● **Stored items**

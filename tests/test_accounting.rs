use fleetsim::core::cloud::Cloud;
use fleetsim::core::cluster::Cluster;
use fleetsim::core::common::Aggregate;
use fleetsim::core::error::SimulationError;
use fleetsim::core::host::HostSpec;
use fleetsim::core::vm::VmState;
use fleetsim::test_util::helpers::{check_accounting_invariants, make_vm, make_vm_with_samples};

fn big_host_spec() -> HostSpec {
    HostSpec {
        number_of_cores: 16,
        core_speed_mhz: 3400,
        memory_mb: 64 * 1024,
    }
}

#[test]
fn test_vm_fits_on_empty_host() {
    let mut cloud = Cloud::new(vec![Cluster::new(0, 0, 1, &big_host_spec())]).unwrap();
    cloud
        .register_vm(make_vm("vm_1", 4, 3400, 16 * 1024, 0, 100))
        .unwrap();
    cloud.deploy("vm_1", 0).unwrap();
    cloud.recompute_allocation();

    let host = cloud.host(0).unwrap();
    assert_eq!(13600, host.account.allocated_cpu_mhz());
    assert_eq!(16384, host.account.allocated_memory_mb());
    assert_eq!(40800, host.account.available_cpu_mhz());
    assert_eq!(49152, host.account.available_memory_mb());

    let cluster = &cloud.clusters()[0];
    assert_eq!(13600, cluster.account.allocated_cpu_mhz());
    assert_eq!(13600, cloud.account.allocated_cpu_mhz());
    assert_eq!(16384, cloud.account.allocated_memory_mb());
    check_accounting_invariants(&cloud);
}

#[test]
fn test_vm_larger_than_host_is_rejected() {
    let tiny = HostSpec {
        number_of_cores: 1,
        core_speed_mhz: 100,
        memory_mb: 1,
    };
    let mut cloud = Cloud::new(vec![Cluster::new(0, 0, 1, &tiny)]).unwrap();
    cloud.register_vm(make_vm("vm_1", 2, 100, 1, 0, 100)).unwrap();

    assert_eq!(
        Err(SimulationError::CapacityExhausted {
            vm_id: "vm_1".to_string(),
            requested_cpu_mhz: 200,
            requested_memory_mb: 1,
        }),
        cloud.deploy("vm_1", 0)
    );
    cloud.recompute_allocation();
    assert_eq!(0, cloud.host(0).unwrap().account.allocated_cpu_mhz());
    assert_eq!(VmState::Pending, cloud.vm("vm_1").unwrap().state());
    assert!(cloud.deployed_vms().is_empty());
    check_accounting_invariants(&cloud);
}

#[test]
fn test_migration_moves_allocation_and_usage() {
    let mut cloud = Cloud::new(vec![Cluster::new(0, 0, 2, &big_host_spec())]).unwrap();
    cloud
        .register_vm(make_vm_with_samples(
            "vm_1",
            2,
            3400,
            4096,
            100,
            &[(0, 1000.0, 2048.0)],
        ))
        .unwrap();
    cloud.deploy("vm_1", 0).unwrap();
    cloud.recompute_allocation();
    cloud.update_usage(0.0);
    assert_eq!(1000, cloud.host(0).unwrap().account.used_cpu_mhz());

    assert_eq!(Ok(true), cloud.migrate("vm_1", 1));
    cloud.recompute_cluster(0);

    assert_eq!(Some(1), cloud.vm("vm_1").unwrap().host());
    assert!(!cloud.host(0).unwrap().has_vm("vm_1"));
    assert_eq!(0, cloud.host(0).unwrap().account.allocated_cpu_mhz());
    assert_eq!(0, cloud.host(0).unwrap().account.used_cpu_mhz());
    assert_eq!(6800, cloud.host(1).unwrap().account.allocated_cpu_mhz());
    assert_eq!(4096, cloud.host(1).unwrap().account.allocated_memory_mb());
    assert_eq!(1000, cloud.host(1).unwrap().account.used_cpu_mhz());
    assert_eq!(6800, cloud.account.allocated_cpu_mhz());
    check_accounting_invariants(&cloud);
}

#[test]
fn test_migration_of_pending_vm_is_a_violation() {
    let mut cloud = Cloud::new(vec![Cluster::new(0, 0, 2, &big_host_spec())]).unwrap();
    cloud.register_vm(make_vm("vm_1", 1, 1000, 512, 0, 100)).unwrap();

    assert!(matches!(
        cloud.migrate("vm_1", 1),
        Err(SimulationError::PolicyViolation { .. })
    ));
    assert!(matches!(
        cloud.migrate("unknown", 1),
        Err(SimulationError::PolicyViolation { .. })
    ));
}

#[test]
fn test_vm_is_destroyed_after_its_destroy_time() {
    let mut cloud = Cloud::new(vec![Cluster::new(0, 0, 1, &big_host_spec())]).unwrap();
    cloud.register_vm(make_vm("vm_1", 1, 3400, 1024, 0, 100)).unwrap();
    cloud.deploy("vm_1", 0).unwrap();

    assert!(cloud.destroy_expired(100.0).is_empty());
    assert_eq!(vec!["vm_1".to_string()], cloud.destroy_expired(101.0));
    cloud.recompute_allocation();

    assert!(!cloud.host(0).unwrap().has_vm("vm_1"));
    assert_eq!(0, cloud.account.allocated_cpu_mhz());
    assert_eq!(0, cloud.account.allocated_memory_bytes());
    assert_eq!(VmState::Destroyed, cloud.vm("vm_1").unwrap().state());
    check_accounting_invariants(&cloud);
}

#[test]
fn test_usage_follows_interpolated_demand() {
    let mut cloud = Cloud::new(vec![Cluster::new(0, 0, 1, &big_host_spec())]).unwrap();
    cloud
        .register_vm(make_vm_with_samples(
            "vm_1",
            2,
            3400,
            4096,
            1000,
            &[(0, 500.0, 1000.0), (500, 1500.0, 2000.0)],
        ))
        .unwrap();
    cloud.deploy("vm_1", 0).unwrap();

    cloud.update_usage(250.0);
    assert_eq!(1000, cloud.account.used_cpu_mhz());
    cloud.update_usage(900.0);
    // held at the last sample
    assert_eq!(1500, cloud.account.used_cpu_mhz());
    check_accounting_invariants(&cloud);
}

● **EXERCISE GOAL**
All the records above need to be set down again exactly as they were given.

● **OUTPUT**
filename tests/test_accounting.rs
use fleetsim::core::cloud::Cloud;
use fleetsim::core::cluster::Cluster;
use fleetsim::core::common::Aggregate;
use fleetsim::core::error::SimulationError;
use fleetsim::core::host::HostSpec;
use fleetsim::core::vm::VmState;
use fleetsim::test_util::helpers::{check_accounting_invariants, make_vm, make_vm_with_samples};

fn big_host_spec() -> HostSpec {
    HostSpec {
        number_of_cores: 16,
        core_speed_mhz: 3400,
        memory_mb: 64 * 1024,
    }
}

#[test]
fn test_vm_fits_on_empty_host() {
    let mut cloud = Cloud::new(vec![Cluster::new(0, 0, 1, &big_host_spec())]).unwrap();
    cloud
        .register_vm(make_vm("vm_1", 4, 3400, 16 * 1024, 0, 100))
        .unwrap();
    cloud.deploy("vm_1", 0).unwrap();
    cloud.recompute_allocation();

    let host = cloud.host(0).unwrap();
    assert_eq!(13600, host.account.allocated_cpu_mhz());
    assert_eq!(16384, host.account.allocated_memory_mb());
    assert_eq!(40800, host.account.available_cpu_mhz());
    assert_eq!(49152, host.account.available_memory_mb());

    let cluster = &cloud.clusters()[0];
    assert_eq!(13600, cluster.account.allocated_cpu_mhz());
    assert_eq!(13600, cloud.account.allocated_cpu_mhz());
    assert_eq!(16384, cloud.account.allocated_memory_mb());
    check_accounting_invariants(&cloud);
}

#[test]
fn test_vm_larger_than_host_is_rejected() {
    let tiny = HostSpec {
        number_of_cores: 1,
        core_speed_mhz: 100,
        memory_mb: 1,
    };
    let mut cloud = Cloud::new(vec![Cluster::new(0, 0, 1, &tiny)]).unwrap();
    cloud.register_vm(make_vm("vm_1", 2, 100, 1, 0, 100)).unwrap();

    assert_eq!(
        Err(SimulationError::CapacityExhausted {
            vm_id: "vm_1".to_string(),
            requested_cpu_mhz: 200,
            requested_memory_mb: 1,
        }),
        cloud.deploy("vm_1", 0)
    );
    cloud.recompute_allocation();
    assert_eq!(0, cloud.host(0).unwrap().account.allocated_cpu_mhz());
    assert_eq!(VmState::Pending, cloud.vm("vm_1").unwrap().state());
    assert!(cloud.deployed_vms().is_empty());
    check_accounting_invariants(&cloud);
}

#[test]
fn test_migration_moves_allocation_and_usage() {
    let mut cloud = Cloud::new(vec![Cluster::new(0, 0, 2, &big_host_spec())]).unwrap();
    cloud
        .register_vm(make_vm_with_samples(
            "vm_1",
            2,
            3400,
            4096,
            100,
            &[(0, 1000.0, 2048.0)],
        ))
        .unwrap();
    cloud.deploy("vm_1", 0).unwrap();
    cloud.recompute_allocation();
    cloud.update_usage(0.0);
    assert_eq!(1000, cloud.host(0).unwrap().account.used_cpu_mhz());

    assert_eq!(Ok(true), cloud.migrate("vm_1", 1));
    cloud.recompute_cluster(0);

    assert_eq!(Some(1), cloud.vm("vm_1").unwrap().host());
    assert!(!cloud.host(0).unwrap().has_vm("vm_1"));
    assert_eq!(0, cloud.host(0).unwrap().account.allocated_cpu_mhz());
    assert_eq!(0, cloud.host(0).unwrap().account.used_cpu_mhz());
    assert_eq!(6800, cloud.host(1).unwrap().account.allocated_cpu_mhz());
    assert_eq!(4096, cloud.host(1).unwrap().account.allocated_memory_mb());
    assert_eq!(1000, cloud.host(1).unwrap().account.used_cpu_mhz());
    assert_eq!(6800, cloud.account.allocated_cpu_mhz());
    check_accounting_invariants(&cloud);
}

#[test]
fn test_migration_of_pending_vm_is_a_violation() {
    let mut cloud = Cloud::new(vec![Cluster::new(0, 0, 2, &big_host_spec())]).unwrap();
    cloud.register_vm(make_vm("vm_1", 1, 1000, 512, 0, 100)).unwrap();

    assert!(matches!(
        cloud.migrate("vm_1", 1),
        Err(SimulationError::PolicyViolation { .. })
    ));
    assert!(matches!(
        cloud.migrate("unknown", 1),
        Err(SimulationError::PolicyViolation { .. })
    ));
}

#[test]
fn test_vm_is_destroyed_after_its_destroy_time() {
    let mut cloud = Cloud::new(vec![Cluster::new(0, 0, 1, &big_host_spec())]).unwrap();
    cloud.register_vm(make_vm("vm_1", 1, 3400, 1024, 0, 100)).unwrap();
    cloud.deploy("vm_1", 0).unwrap();

    assert!(cloud.destroy_expired(100.0).is_empty());
    assert_eq!(vec!["vm_1".to_string()], cloud.destroy_expired(101.0));
    cloud.recompute_allocation();

    assert!(!cloud.host(0).unwrap().has_vm("vm_1"));
    assert_eq!(0, cloud.account.allocated_cpu_mhz());
    assert_eq!(0, cloud.account.allocated_memory_bytes());
    assert_eq!(VmState::Destroyed, cloud.vm("vm_1").unwrap().state());
    check_accounting_invariants(&cloud);
}

#[test]
fn test_usage_follows_interpolated_demand() {
    let mut cloud = Cloud::new(vec![Cluster::new(0, 0, 1, &big_host_spec())]).unwrap();
    cloud
        .register_vm(make_vm_with_samples(
            "vm_1",
            2,
            3400,
            4096,
            1000,
            &[(0, 500.0, 1000.0), (500, 1500.0, 2000.0)],
        ))
        .unwrap();
    cloud.deploy("vm_1", 0).unwrap();

    cloud.update_usage(250.0);
    assert_eq!(1000, cloud.account.used_cpu_mhz());
    cloud.update_usage(900.0);
    // held at the last sample
    assert_eq!(1500, cloud.account.used_cpu_mhz());
    check_accounting_invariants(&cloud);
}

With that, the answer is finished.